‘Jojo Rabbit’ Review

“Jojo Rabbit” tells the tale of a 10-year-old Hitler Youth (played by Roman Griffith Davis) who discovers his mother (Scarlett Johansson) is hiding a Jewish girl (Thomasin McKenzie) in their attic. Taika Waititi stars as an imaginary version of Adolf Hitler, while also writing and directing; Sam Rockwell, Rebel Wilson and Alfie Allen also star.

This film has been subject of anticipation, skepticism and criticism for quite some time, and its light portrayal of Nazi Germany has led some to make comparisons to 1997’s “Life Is Beautiful” (a great film in its own right). Folk need to get a grip, because as Waititi has spoken on, trying to complain about and shut down a film that uses a dark subject matter for comedy is playing into the very mindset that those people are upset about in the first place. “Jojo Rabbit” may not break new ground (Nazis are bad, 1940s were a dark time for certain people, no one needs that refresher course) but what it lacks in true danger it makes up for in heart.

Children actors can be hit or miss, and this is one of those times where it is a straight bullseye. As the titular Jojo, Roman Griffith Davis is a star in the making, with a cute face and tousled hair, and enough facial expressions he could fill an emoji board. Asked to carry most every single scene of the film, and sometimes act alongside his director, a grown man in a Hitler outfit, Davis does a near-masterful job, giving us fantastic deadpan delivery, emotional glances or heart-breaking reactions. There were times his delivery of Waititi’s script was so sharp the audience laughed over the succeeding lines of dialogue, including one phrase that had people in actual tears.

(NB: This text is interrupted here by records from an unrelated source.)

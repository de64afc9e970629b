//! Action enum definitions.

use std::sync::Arc;

use crossterm::event::KeyEvent;
use nomad_client::{ClientError, JobListStub};
use secrecy::SecretString;

/// Unified action type for async TUI event handling.
///
/// Actions flow through a channel from the input task, timers, and
/// side-effect tasks to the main loop, where `App::update` applies them.
#[derive(Debug, Clone)]
pub enum Action {
    // System
    /// Quit the application
    Quit,

    // Input
    /// Raw keyboard input event
    Input(KeyEvent),
    /// Terminal resize event with new dimensions (width, height)
    Resize(u16, u16),
    /// UI tick, used to expire toasts
    Tick,
    /// Auto-refresh interval elapsed
    RefreshTick,

    // Navigation
    /// Navigate to a location (path plus optional query string)
    Visit(String),

    // Jobs
    /// Re-fetch the jobs list for the active namespace
    RefreshJobs,
    /// Fetch the jobs list. Issued by the app with a fresh request id.
    LoadJobs { namespace: String, request_id: u64 },
    /// Result of a `LoadJobs` request
    JobsLoaded {
        request_id: u64,
        result: Result<Vec<JobListStub>, Arc<ClientError>>,
    },

    // ACL token
    /// Replace the client's ACL token (`None` clears it)
    SaveToken(Option<SecretString>),
    /// The client now uses the new token
    TokenSaved { has_token: bool },
}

The supporting cast all turn in great work, too, including Archie Yates as Jojo’s fellow Hitler Youth friend, Sam Rockwell as his scene-stealing SS Captain and Scarlett Johansson as the sympathetic “stop-and-smell-the-roses” mother. They are all given great lines from Waititi and don’t step on each other’s toes, and you get excited whenever they show up on screen. As imaginary friend Hitler, Waititi is essentially playing the Führer if he was mixed with “Mean Girls’” Regina George, and if the idea of Adolf Hitler looking at a 10-year-old boy after an argument and saying “well… that was intense!” is not funny (or worse, offensive) to you then I don’t want to be friends with you anyways.

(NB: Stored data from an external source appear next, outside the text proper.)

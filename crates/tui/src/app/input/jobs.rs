//! Jobs list input handler.
//!
//! Keys: `/` search, `t` `s` `d` `x` facets, `j`/`k` rows, `n`/`p` pages,
//! Enter opens a job (or the error remediation), `h` seeks help,
//! `R` run job, `r` refresh, `a` toggles auto-refresh.

use crossterm::event::{KeyCode, KeyEvent};

use crate::action::Action;
use crate::app::App;
use crate::app::state::InputMode;
use crate::jobs::{FacetKind, JobsListState};
use crate::route::Route;
use crate::ui::Toast;

impl App {
    pub(crate) fn handle_jobs_input(&mut self, key: KeyEvent) -> Option<Action> {
        if self.jobs.facets().open_kind().is_some() {
            return self.handle_facet_input(key);
        }

        match key.code {
            KeyCode::Char('q') => Some(Action::Quit),
            KeyCode::Char('/') => {
                self.input_mode = InputMode::Search;
                None
            }
            KeyCode::Char('j') | KeyCode::Down => {
                self.jobs.select_next();
                None
            }
            KeyCode::Char('k') | KeyCode::Up => {
                self.jobs.select_prev();
                None
            }
            KeyCode::Char('n') | KeyCode::Right | KeyCode::PageDown => {
                self.jobs.next_page();
                None
            }
            KeyCode::Char('p') | KeyCode::Left | KeyCode::PageUp => {
                self.jobs.prev_page();
                None
            }
            KeyCode::Enter => self.activate_selection(),
            KeyCode::Char('h') => self.seek_help(),
            KeyCode::Char('R') => Some(Action::Visit(Route::RunJob.path())),
            KeyCode::Char('r') => Some(Action::RefreshJobs),
            KeyCode::Char('a') => {
                self.auto_refresh = !self.auto_refresh;
                let message = if self.auto_refresh {
                    "Auto-refresh enabled"
                } else {
                    "Auto-refresh disabled"
                };
                self.toasts.push(Toast::info(message));
                None
            }
            KeyCode::Esc if !self.search_input.is_empty() => {
                self.search_input.clear();
                self.jobs.set_search("");
                None
            }
            KeyCode::Char(c) => {
                if let Some(kind) = FacetKind::from_hotkey(c) {
                    self.jobs.toggle_facet(kind);
                }
                None
            }
            _ => None,
        }
    }

    /// Keys while a facet dropdown is open.
    fn handle_facet_input(&mut self, key: KeyEvent) -> Option<Action> {
        match key.code {
            KeyCode::Esc => self.jobs.close_facet(),
            KeyCode::Char('j') | KeyCode::Down => self.jobs.move_facet_cursor(1),
            KeyCode::Char('k') | KeyCode::Up => self.jobs.move_facet_cursor(-1),
            KeyCode::Char(' ') | KeyCode::Enter => {
                self.jobs.toggle_facet_cursor();
            }
            KeyCode::Char('q') => return Some(Action::Quit),
            KeyCode::Char(c) => {
                if let Some(other) = FacetKind::from_hotkey(c) {
                    self.jobs.toggle_facet(other);
                }
            }
            _ => {}
        }
        None
    }

    /// Enter on the list: open the selected job, or follow the error remediation.
    fn activate_selection(&mut self) -> Option<Action> {
        match self.jobs.state() {
            JobsListState::Loaded => self
                .jobs
                .selected_job()
                .map(|job| Action::Visit(Route::JobDetail(job.id.clone()).path())),
            JobsListState::NotAuthorized | JobsListState::Failed(_) => self.seek_help(),
            _ => None,
        }
    }

    /// Follow the remediation action of the current error panel.
    pub fn seek_help(&self) -> Option<Action> {
        self.jobs
            .state()
            .error_panel()
            .and_then(|panel| panel.action)
            .map(|action| Action::Visit(action.route.path()))
    }

    pub(crate) fn handle_search_box_input(&mut self, key: KeyEvent) -> Option<Action> {
        match key.code {
            KeyCode::Enter | KeyCode::Esc | KeyCode::Down => {
                self.input_mode = InputMode::Normal;
            }
            _ => {
                self.search_input.handle_key(key);
                self.jobs.set_search(self.search_input.value());
            }
        }
        None
    }
}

The production and costume designs of 1940s Germany are also commendable, full of color and detail. We’ve see war-torn Europe in film dozens of times before, and “Jojo Rabbit” gets its chance to flash everything from open fields to obligatory post-bombed city squares, but it is always impressive when a filmmaker can transport you to a time period.

Now the area that may lose some people, beyond the light-hearted take on something as evil as the Nazis, is that the film is pretty cut-and-dry. Very few, if any, of the characters are shades of grey; you’re either a good guy or a bad one, and even the evolution of Jojo out of his indoctrination at times does not feel earned. Sam Rockwell’s character is really the only one who gets any real arc or a sense of “there’s more to this character than we see in the 110 minutes we’re with them,” and it’s probably why (on top of being incredible in everything he touches, sans “Vice”) Rockwell was my favorite part of the film.

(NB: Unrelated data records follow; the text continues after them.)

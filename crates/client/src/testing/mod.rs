//! Testing utilities for Nomad client tests.
//!
//! Available when running tests or when the `test-utils` feature is enabled.
//!
//! # Example
//! ```ignore
//! use nomad_client::testing::fixtures::JobSet;
//!
//! let mut jobs = JobSet::new();
//! jobs.create_list(3, |job| job.job_type(JobType::Batch));
//! let body = jobs.to_json();
//! ```

pub mod fixtures;

pub use fixtures::{JobFixture, JobSet};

“Jojo Rabbit” was a festival darling and time will tell if it is an awards contender, too; but I don’t think it truly needs hardware to justify itself. It manages to deliver numerous laughs in spite of a potentially dark subject matter, and at the same time lets the audience laugh at the expense of some of the worst humans that ever walked the earth. Does it play things too safe and contrive some drama? Sure. But the film is feel-good and funny, and in 2019 that’s not something I for one am going to turn away.